AWS Data Sync for Data Transmission

Mohammad Mahmud Hasan
3 min readAug 17, 2023

--

The process of moving massive volumes of data to and from AWS storage services via the Internet or AWS Direct Connect is made easier, automated, and quicker with the help of AWS DataSync, an online data transfer tool. Large-scale data migrations across clouds or from on-premises systems to the cloud can both greatly benefit from the use of DataSync.

You can transfer data using DataSync between Network File System (NFS) or Server Message Block (SMB) file servers, Amazon Simple Storage Service (S3), Amazon Elastic File System (EFS), and Amazon FSx for Windows File Servers.

I’ll outline the actions you must take in a hypothetical situation: what to do if you need to move data between AWS accounts, from one S3 bucket to another S3.

If you want to know more in-depth, check out this.

S3-to-S3 transfers between accounts and regions can be carried out without the need for a DataSync agent. The DataSync architecture of AWS handles this internally.

Make sure your destination account has an IAM role for accessing your source S3 location data when moving data between accounts. It is advised that you use the destination AWS account to execute the DataSync service in order to prevent any problems.

Step — 1: Setup in the destination account (Part 1)

  1. For S3 access from the source, configure an IAM Role CrossAccountS3FullAccess.

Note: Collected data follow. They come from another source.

//! Synchronized playback of several audio tracks as one performance.
//!
//! A session plays an ordered list of sources (for example the voice parts of
//! one song). The first source leads: play and pause go to it alone, and the
//! other tracks follow its observed playing state. Seeks reach every track.
//! Each track keeps its own volume.
//!
//! - [`session::Coordinator`] is the single-threaded, tick-driven core.
//! - [`player::SessionPlayer`] runs a coordinator on its own thread and
//!   publishes snapshots.
//! - [`engine`] holds the audio backends (rodio output and a headless clock).
//! - [`library`] resolves song folders to source lists and [`signing`] caches
//!   time-limited object URLs.

pub mod config;
pub mod engine;
pub mod error;
pub mod library;
pub mod player;
pub mod session;
pub mod signing;
pub mod track;

pub use config::Settings;
pub use error::{EngineError, ResolveError, SessionError, SignError, TrackError};
pub use player::SessionPlayer;
pub use session::Coordinator;
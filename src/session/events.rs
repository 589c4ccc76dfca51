/// Notifications published to `Coordinator::subscribe` receivers.
#[derive(Debug, Clone, PartialEq)]
pub enum SessionEvent {
    /// The leader's observed playing state changed; followers were told to match.
    PlayingChanged(bool),
    /// The leader's duration became known (or changed).
    DurationKnown(f64),
    /// A track's source failed. The rest of the session keeps going.
    TrackFailed {
        index: usize,
        id: String,
        reason: String,
    },
    /// The session was torn down; no further events follow.
    Disposed,
}
use std::path::{Component, Path, PathBuf};

use log::debug;
use walkdir::WalkDir;

use crate::config::LibrarySettings;
use crate::error::ResolveError;

use super::SourceResolver;

/// Resolves songs from a directory laid out as `<root>/<song>/<part>.<ext>`.
pub struct DirectoryResolver {
    root: PathBuf,
    settings: LibrarySettings,
}

impl DirectoryResolver {
    pub fn new(root: impl Into<PathBuf>, settings: LibrarySettings) -> Self {
        Self {
            root: root.into(),
            settings,
        }
    }

    /// Song folders directly below the root, sorted by name.
    pub fn songs(&self) -> Result<Vec<String>, ResolveError> {
        if !self.root.is_dir() {
            return Err(ResolveError::NotFound {
                path: self.root.display().to_string(),
            });
        }

        let mut songs = Vec::new();
        for entry in WalkDir::new(&self.root)
            .min_depth(1)
            .max_depth(1)
            .follow_links(self.settings.follow_links)
            .sort_by_file_name()
        {
            let entry = entry?;
            if entry.file_type().is_dir() && !is_hidden(entry.path()) {
                if let Some(name) = entry.file_name().to_str() {
                    songs.push(name.to_string());
                }
            }
        }
        Ok(songs)
    }
}

impl SourceResolver for DirectoryResolver {
    /// Audio files directly inside the song folder, sorted by file name.
    fn resolve(&self, song_id: &str) -> Result<Vec<String>, ResolveError> {
        if !is_plain_name(song_id) {
            return Err(ResolveError::InvalidSongId(song_id.to_string()));
        }

        let dir = self.root.join(song_id);
        if !dir.is_dir() {
            return Err(ResolveError::NotFound {
                path: dir.display().to_string(),
            });
        }

        let mut sources = Vec::new();
        for entry in WalkDir::new(&dir)
            .min_depth(1)
            .max_depth(1)
            .follow_links(self.settings.follow_links)
            .sort_by_file_name()
        {
            let entry = entry?;
            let path = entry.path();
            if entry.file_type().is_file()
                && (self.settings.include_hidden || !is_hidden(path))
                && is_audio_file(path, &self.settings)
            {
                sources.push(path.to_string_lossy().into_owned());
            }
        }

        if sources.is_empty() {
            return Err(ResolveError::Empty {
                song: song_id.to_string(),
            });
        }
        debug!("song '{song_id}' resolved to {} track(s)", sources.len());
        Ok(sources)
    }
}

/// A single normal path component: no separators, no `..`.
fn is_plain_name(song_id: &str) -> bool {
    let mut components = Path::new(song_id).components();
    matches!(
        (components.next(), components.next()),
        (Some(Component::Normal(_)), None)
    )
}

fn is_audio_file(path: &Path, settings: &LibrarySettings) -> bool {
    let exts: Vec<String> = settings
        .extensions
        .iter()
        .map(|e| e.trim().trim_start_matches('.').to_ascii_lowercase())
        .filter(|e| !e.is_empty())
        .collect();

    path.extension()
        .and_then(|s| s.to_str())
        .map(|ext| {
            let ext = ext.to_ascii_lowercase();
            exts.iter().any(|e| e == &ext)
        })
        .unwrap_or(false)
}

fn is_hidden(path: &Path) -> bool {
    path.file_name()
        .and_then(|s| s.to_str())
        .map(|name| name.starts_with('.'))
        .unwrap_or(false)
}
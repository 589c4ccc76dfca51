use std::time::Instant;

use log::{debug, info, warn};

use crate::config::PlaybackSettings;
use crate::engine::{EngineStatus, PlaybackEngine};
use crate::error::TrackError;

use super::cadence::Cadence;
use super::status::{TrackEvent, TrackStatus, track_id};

/// Owns one engine and the last values sampled from it.
///
/// Commands go straight to the engine; the accessors only ever return what
/// `sample` last observed (or what a seek just set), so reading never blocks.
pub struct TrackController {
    id: String,
    source_uri: String,
    engine: Option<Box<dyn PlaybackEngine>>,
    /// `None` until the first position sample.
    observed_playing: Option<bool>,
    volume: f32,
    position: f64,
    duration: Option<f64>,
    status: TrackStatus,
    position_cadence: Cadence,
    duration_cadence: Cadence,
}

impl TrackController {
    /// Bind to `engine`. Never blocks on loading and never fails; load errors
    /// surface as `TrackStatus::Failed` once sampled.
    pub fn new(
        source_uri: &str,
        mut engine: Box<dyn PlaybackEngine>,
        settings: &PlaybackSettings,
    ) -> Self {
        let volume = settings.default_volume.clamp(0.0, 1.0);
        engine.set_volume(volume);

        Self {
            id: track_id(source_uri),
            source_uri: source_uri.to_string(),
            engine: Some(engine),
            observed_playing: None,
            volume,
            position: 0.0,
            duration: None,
            status: TrackStatus::Loading,
            position_cadence: Cadence::new(settings.position_interval()),
            duration_cadence: Cadence::new(settings.duration_interval()),
        }
    }

    pub fn id(&self) -> &str {
        &self.id
    }

    pub fn source_uri(&self) -> &str {
        &self.source_uri
    }

    /// Engine-reported playing state as of the last sample.
    pub fn is_playing(&self) -> bool {
        self.observed_playing.unwrap_or(false)
    }

    pub fn volume(&self) -> f32 {
        self.volume
    }

    /// Position in seconds.
    pub fn position(&self) -> f64 {
        self.position
    }

    /// Duration in seconds, `None` while unknown.
    pub fn duration(&self) -> Option<f64> {
        self.duration
    }

    pub fn status(&self) -> &TrackStatus {
        &self.status
    }

    pub fn is_disposed(&self) -> bool {
        self.engine.is_none()
    }

    /// Ask the engine to start or stop. A no-op when the engine already is in
    /// that state or the source failed to load.
    pub fn set_playing(&mut self, playing: bool) -> Result<(), TrackError> {
        let Some(engine) = self.engine.as_mut() else {
            return Err(TrackError::Disposed {
                id: self.id.clone(),
            });
        };
        if let TrackStatus::Failed(reason) = &self.status {
            debug!("track '{}': ignoring playing={playing}, source failed: {reason}", self.id);
            return Ok(());
        }
        if engine.is_playing() == playing {
            return Ok(());
        }

        debug!("track '{}': playing={playing}", self.id);
        if playing {
            engine.play();
        } else {
            engine.pause();
        }
        Ok(())
    }

    /// Set the volume, clamped to `0.0..=1.0`. Returns the stored value.
    ///
    /// NaN leaves the volume unchanged.
    pub fn set_volume(&mut self, volume: f32) -> Result<f32, TrackError> {
        let Some(engine) = self.engine.as_mut() else {
            return Err(TrackError::Disposed {
                id: self.id.clone(),
            });
        };
        if volume.is_nan() {
            warn!("track '{}': ignoring NaN volume", self.id);
            return Ok(self.volume);
        }

        let clamped = volume.clamp(0.0, 1.0);
        engine.set_volume(clamped);
        self.volume = clamped;
        Ok(clamped)
    }

    /// Jump to `secs`. Clamped to `0.0..=duration` when the duration is known,
    /// passed through otherwise. Returns the applied target, which the position
    /// accessor reports until the next sample.
    pub fn seek_to(&mut self, secs: f64) -> Result<f64, TrackError> {
        let Some(engine) = self.engine.as_mut() else {
            return Err(TrackError::Disposed {
                id: self.id.clone(),
            });
        };
        if secs.is_nan() {
            warn!("track '{}': ignoring NaN seek target", self.id);
            return Ok(self.position);
        }

        let target = match engine.duration().or(self.duration) {
            Some(duration) => secs.clamp(0.0, duration.max(0.0)),
            None => secs,
        };
        debug!("track '{}': seek to {target:.3}s", self.id);
        engine.seek(target);
        self.position = target;
        Ok(target)
    }

    /// Poll the engine if a cadence is due and report what changed.
    ///
    /// Position and playing state follow the fast cadence; duration and load
    /// status the slow one. The first call samples both.
    pub fn sample(&mut self, now: Instant) -> Vec<TrackEvent> {
        let mut events = Vec::new();
        let Some(engine) = self.engine.as_ref() else {
            return events;
        };

        if self.duration_cadence.due(now) {
            let duration = engine.duration();
            if duration != self.duration {
                if let Some(d) = duration {
                    events.push(TrackEvent::DurationKnown(d));
                }
                self.duration = duration;
            }

            match engine.status() {
                EngineStatus::Failed(reason) => {
                    if !matches!(self.status, TrackStatus::Failed(_)) {
                        warn!("track '{}' failed: {reason}", self.id);
                        self.status = TrackStatus::Failed(reason.clone());
                        events.push(TrackEvent::Failed(reason));
                    }
                }
                EngineStatus::Ready => {
                    if self.status == TrackStatus::Loading {
                        debug!("track '{}' ready", self.id);
                        self.status = TrackStatus::Ready;
                    }
                }
                EngineStatus::Loading => {}
            }
        }

        if self.position_cadence.due(now) {
            self.position = engine.position();
            let playing = engine.is_playing();
            if self.observed_playing != Some(playing) {
                self.observed_playing = Some(playing);
                events.push(TrackEvent::PlayingChanged(playing));
            }
        }

        events
    }

    /// Release the engine and stop sampling. Position and duration keep their
    /// last observed values; every later command returns `TrackError::Disposed`.
    pub fn dispose(&mut self) {
        let Some(mut engine) = self.engine.take() else {
            return;
        };
        engine.pause();
        drop(engine);

        self.position_cadence.stop();
        self.duration_cadence.stop();
        self.observed_playing = Some(false);
        self.status = TrackStatus::Disposed;
        info!("track '{}' disposed", self.id);
    }
}

impl Drop for TrackController {
    fn drop(&mut self) {
        self.dispose();
    }
}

I’ve used the AmazonS3FullAccess policy in the example for convenience.
  2. After creating the role, click on the Trust relationships tab, click Edit trust relationship, and add the following Trust Policy…
{
"Version": "2012-10-17",
"Statement": [
{
"Effect": "Allow",
"Principal": {
"Service": "datasync.amazonaws.com"
},
"Action": "sts:AssumeRole"
}
]
}

Step — 2: Setup in the source account

  1. On the bucket’s Permissions tab, click Bucket Policy.
  2. Click Edit, add the following, and save:
{
"Version": "2012-10-17",
"Id": "Policy1616194240988",
"Statement": [
{
"Sid": "Stmt1616194236908",
"Effect": "Allow",
"Principal": {
"AWS": [
"arn:aws:iam::<destination_account_id>:user/<destination_iam_user_name>",
"arn:aws:iam::<destination_account_id>:role/CrossAccountS3FullAccess"
]
},
"Action": "s3:*",
"Resource": [
"arn:aws:s3:::<your_bucket_name>",
"arn:aws:s3:::<your_bucket_name>/*"
]
}
]
}

Step — 3: Setup in the destination account (Part 2)

Create an S3 bucket with default properties in the destination account or region next. Using the AWS CLI listed below, create the cross-account s3 location (for source A) from destination B:

aws datasync create-location-s3 --s3-bucket-arn <your_source_bucket_arn> --s3-config '{"BucketAccessRoleArn": "arn:aws:iam::<your_destination_account_id>:role/CrossAccountAccess"}' --region <your_region>

If the command works, the below output will be displayed:

{
"LocationArn": "arn:aws:datasync:<your_region>:<account_id>:location/loc-<a_random_number>"
}

We may now configure both the source and destination locations for the DataSync service because the source S3 location ought to now appear in the destination view.

Step — 4: Create DataSync Task

  1. To start a data transfer with the supplied parameters, click Create task in the DataSync pane and follow the instructions.
  2. When you’ve completed the configuration, you’ll see details about your task in the dashboard.
  3. Select your task, go to Actions & click Start & Your data migration will happen.
  4. You can check your DataSync task execution status by clicking the Task History tab.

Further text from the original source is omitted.